The mode of payment by a person resident in India for making overseas investment shall be in
accordance with regulation 8 of the OI Regulations. It is further provided that:
(i) Overseas investment by way of cash is not permitted.
(ii) In terms of Regulation 5(B) of Notification No. FEMA 10(R)/2015-RB, namely, Foreign
Exchange Management (Foreign Currency Accounts by a resident in India) Regulations,
2015, an Indian entity can make remittances to its office/branch outside India only for the
purpose of normal business operations of such branch or office. Accordingly, no remittance
shall be made by any Indian entity to its branch/office outside India for making any overseas
investment.
(iii) A person resident in India shall not make any payment on behalf of any foreign entity other
than by way of financial commitment as permitted under the OI Rules/Regulations.
(iv) Any investment/financial commitment in Nepal and Bhutan shall be done in a manner as
provided in Notification No.

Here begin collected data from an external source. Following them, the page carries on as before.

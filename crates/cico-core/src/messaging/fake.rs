//! In-memory messenger used by the pipeline tests.

use std::{
    collections::VecDeque,
    sync::{Mutex, MutexGuard},
    time::Duration,
};

use async_trait::async_trait;

use crate::{
    domain::{ChatId, Destination, MessageId, MessageRef},
    errors::Error,
    messaging::{
        port::MessagingPort,
        types::{ChatAction, InlineKeyboard, Media, ParseMode},
    },
    Result,
};

#[derive(Clone, Debug, PartialEq, Eq)]
pub enum Sent {
    Text {
        dest: Destination,
        text: String,
        mode: ParseMode,
    },
    Photo {
        dest: Destination,
        media: Media,
        caption: Option<String>,
    },
    Edit {
        msg: MessageRef,
        text: String,
    },
}

/// Failure injected into the next outbound send (text or photo).
#[derive(Clone, Debug)]
pub enum Fail {
    RateLimited(Option<Duration>),
    Markup,
    Rejected,
    Transport,
}

impl Fail {
    fn into_error(self) -> Error {
        match self {
            Fail::RateLimited(retry_after) => Error::RateLimited { retry_after },
            Fail::Markup => Error::Markup("can't parse entities".to_string()),
            Fail::Rejected => Error::Rejected("wrong file identifier".to_string()),
            Fail::Transport => Error::Transport("connection reset".to_string()),
        }
    }
}

type TextHook = Box<dyn Fn(&str) + Send + Sync>;

#[derive(Default)]
pub struct FakeMessenger {
    next_id: Mutex<i32>,
    sent: Mutex<Vec<Sent>>,
    attempts: Mutex<usize>,
    failures: Mutex<VecDeque<Option<Fail>>>,
    on_text: Mutex<Option<TextHook>>,
}

fn lock<T>(m: &Mutex<T>) -> MutexGuard<'_, T> {
    m.lock().unwrap()
}

impl FakeMessenger {
    /// Queue outcomes for the next sends; `None` means "succeed".
    pub fn script(&self, outcomes: impl IntoIterator<Item = Option<Fail>>) {
        lock(&self.failures).extend(outcomes);
    }

    /// Runs after every successful text send (used to inject cancellation mid-export).
    pub fn on_text(&self, hook: impl Fn(&str) + Send + Sync + 'static) {
        *lock(&self.on_text) = Some(Box::new(hook));
    }

    pub fn sent(&self) -> Vec<Sent> {
        lock(&self.sent).clone()
    }

    pub fn texts(&self) -> Vec<String> {
        self.sent()
            .into_iter()
            .filter_map(|s| match s {
                Sent::Text { text, .. } => Some(text),
                _ => None,
            })
            .collect()
    }

    pub fn photos(&self) -> usize {
        self.sent()
            .iter()
            .filter(|s| matches!(s, Sent::Photo { .. }))
            .count()
    }

    pub fn attempts(&self) -> usize {
        *lock(&self.attempts)
    }

    fn alloc(&self, chat_id: ChatId) -> MessageRef {
        let mut guard = lock(&self.next_id);
        *guard += 1;
        MessageRef {
            chat_id,
            message_id: MessageId(*guard),
        }
    }

    fn next_outcome(&self) -> Result<()> {
        *lock(&self.attempts) += 1;
        match lock(&self.failures).pop_front().flatten() {
            Some(fail) => Err(fail.into_error()),
            None => Ok(()),
        }
    }
}

fn chat_of(dest: &Destination) -> ChatId {
    match dest {
        Destination::Chat(id) => *id,
        Destination::Channel(_) => ChatId(0),
    }
}

#[async_trait]
impl MessagingPort for FakeMessenger {
    async fn send_text(
        &self,
        dest: &Destination,
        text: &str,
        mode: ParseMode,
    ) -> Result<MessageRef> {
        self.next_outcome()?;
        lock(&self.sent).push(Sent::Text {
            dest: dest.clone(),
            text: text.to_string(),
            mode,
        });
        if let Some(hook) = lock(&self.on_text).as_ref() {
            hook(text);
        }
        Ok(self.alloc(chat_of(dest)))
    }

    async fn send_photo(
        &self,
        dest: &Destination,
        photo: &Media,
        caption: Option<&str>,
        _mode: ParseMode,
    ) -> Result<MessageRef> {
        self.next_outcome()?;
        lock(&self.sent).push(Sent::Photo {
            dest: dest.clone(),
            media: photo.clone(),
            caption: caption.map(str::to_string),
        });
        Ok(self.alloc(chat_of(dest)))
    }

    async fn edit_text(
        &self,
        msg: MessageRef,
        text: &str,
        _mode: ParseMode,
        _keyboard: Option<&InlineKeyboard>,
    ) -> Result<()> {
        lock(&self.sent).push(Sent::Edit {
            msg,
            text: text.to_string(),
        });
        Ok(())
    }

    async fn send_keyboard(
        &self,
        chat_id: ChatId,
        text: &str,
        mode: ParseMode,
        _keyboard: &InlineKeyboard,
    ) -> Result<MessageRef> {
        lock(&self.sent).push(Sent::Text {
            dest: Destination::Chat(chat_id),
            text: text.to_string(),
            mode,
        });
        Ok(self.alloc(chat_id))
    }

    async fn delete_message(&self, _msg: MessageRef) -> Result<()> {
        Ok(())
    }

    async fn send_chat_action(&self, _chat_id: ChatId, _action: ChatAction) -> Result<()> {
        Ok(())
    }

    async fn answer_callback_query(&self, _callback_id: &str, _text: Option<&str>) -> Result<()> {
        Ok(())
    }
}
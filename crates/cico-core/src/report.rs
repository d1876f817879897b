//! Attendance record → outbound payloads.

use std::sync::Arc;

use tracing::warn;

use crate::{
    domain::Destination,
    formatting::format_record_text,
    messaging::types::{Media, ParseMode},
    ports::ImageProcessor,
    records::AttendanceRecord,
    sender::{Payload, RateLimitedSender, SendError},
};

pub const CHECK_IN_CAPTION: &str = "Check-In Image";
pub const CHECK_OUT_CAPTION: &str = "Check-Out Image";

/// A record rendered for delivery: MarkdownV2 text plus captioned images, in send order.
#[derive(Clone, Debug, PartialEq, Eq)]
pub struct FormattedReport {
    pub text: String,
    pub media: Vec<(Media, &'static str)>,
}

impl FormattedReport {
    /// Images first, then the text block.
    pub fn payloads(&self) -> Vec<Payload> {
        let mut out: Vec<Payload> = self
            .media
            .iter()
            .map(|(media, caption)| Payload::Photo {
                media: media.clone(),
                caption: Some(caption.to_string()),
            })
            .collect();
        out.push(Payload::Text {
            body: self.text.clone(),
            mode: ParseMode::MarkdownV2,
        });
        out
    }
}

pub struct RecordFormatter {
    images: Arc<dyn ImageProcessor>,
}

impl RecordFormatter {
    pub fn new(images: Arc<dyn ImageProcessor>) -> Self {
        Self { images }
    }

    pub async fn format(&self, record: &AttendanceRecord, stretch: bool) -> FormattedReport {
        let mut media = Vec::new();
        for (image_ref, caption) in [
            (&record.check_in_image, CHECK_IN_CAPTION),
            (&record.check_out_image, CHECK_OUT_CAPTION),
        ] {
            if let Some(image_ref) = image_ref {
                media.push((self.images.process(image_ref, stretch).await, caption));
            }
        }

        FormattedReport {
            text: format_record_text(record),
            media,
        }
    }
}

/// Per-record delivery counts.
#[derive(Clone, Copy, Debug, Default, PartialEq, Eq)]
pub struct DeliveryReport {
    pub sent: usize,
    pub skipped: usize,
}

/// Format one record and push every payload through the sender.
///
/// Per-payload failures are logged and skipped; a transport failure stops the record
/// and is returned to the caller. Payloads already sent stay sent.
pub async fn deliver_record(
    formatter: &RecordFormatter,
    sender: &RateLimitedSender,
    record: &AttendanceRecord,
    dest: &Destination,
    stretch: bool,
) -> Result<DeliveryReport, SendError> {
    let report = formatter.format(record, stretch).await;
    let mut out = DeliveryReport::default();

    for payload in report.payloads() {
        match sender.send(dest, &payload).await {
            Ok(_) => out.sent += 1,
            Err(e) if e.is_per_payload() => {
                warn!(%dest, date = %record.date, error = %e, "skipping payload");
                out.skipped += 1;
            }
            Err(e) => return Err(e),
        }
    }

    Ok(out)
}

FEMA 14(R)/2016-RB, namely, Foreign Exchange Management
(Manner of Receipt and Payment) Regulations, 2016. All dues receivable on investments
(or financial commitment) made in freely convertible currencies, as well as their sale/winding
up proceeds are required to be repatriated to India in freely convertible currencies only.

12. Pricing Guidelines


(1) The AD bank, before facilitating an overseas investment related transaction, shall ensure
compliance with the provisions contained in rule 16 of OI Rules. With respect to the documents
to be taken by the AD bank, they shall be guided by their board approved policy, which may, inter
alia, provide for taking into consideration the valuation as per any internationally accepted pricing
methodology for valuation. The AD bank shall put in place a board approved policy within two
months from the date of these directions.
(2) Such policy may also provide for scenarios where the valuation may not be insisted upon,
such as (i) transfer on account of merger, amalgamation or demerger or liquidation, where the
price has been approved by the competent Court/Tribunal as per the laws in India and/or the host

10
jurisdiction or (ii) price is readily available on a recognised stock exchange, etc. The policy shall
also clearly provide for additional documents such as the audited financial statements of the
foreign entity, etc. that may be taken by the AD banks for ascertaining the bona fides in cases
involving write-off of the investment.

13. Transfer or liquidation


A person resident in India holding equity capital in accordance with OI Rules may transfer such
investment in accordance with rule 17 of OI Rules. It is clarified that where the transferor is
required to repatriate all the dues before disinvestment, such requirement shall not apply to the
dues that do not arise on account of investment in equity or debt like export receivables, etc.

14. Restructuring
(1) A person resident in India who has made ODI in a foreign entity, may permit restructuring of
the balance sheet by such foreign entity in accordance with rule 18 of OI Rules. The aggregate
investment in both the equity and debt of the foreign entity shall be taken into consideration for
computing the proportionate amount of accumulated losses. However, in case the restructuring
involves only equity, investment only in equity of the foreign entity may be taken into consideration
for computing proportionate losses.

(2) The certificate required to be furnished in accordance with rule 18 of OI Rules shall mention
the amount of accumulated losses as per the audited balance sheet of the foreign entity, the
proportionate amount of accumulated losses based upon the share of the Indian entity/investor,
the amount of diminution in the value of the outstanding dues towards the Indian entity/investor
post restructuring and that such diminution does not exceed the proportionate amount of
accumulated losses.

(3) These provisions shall not be used where the assets are simply revalued in the books of the
Indian entity without any restructuring of the balance sheet of the foreign entity.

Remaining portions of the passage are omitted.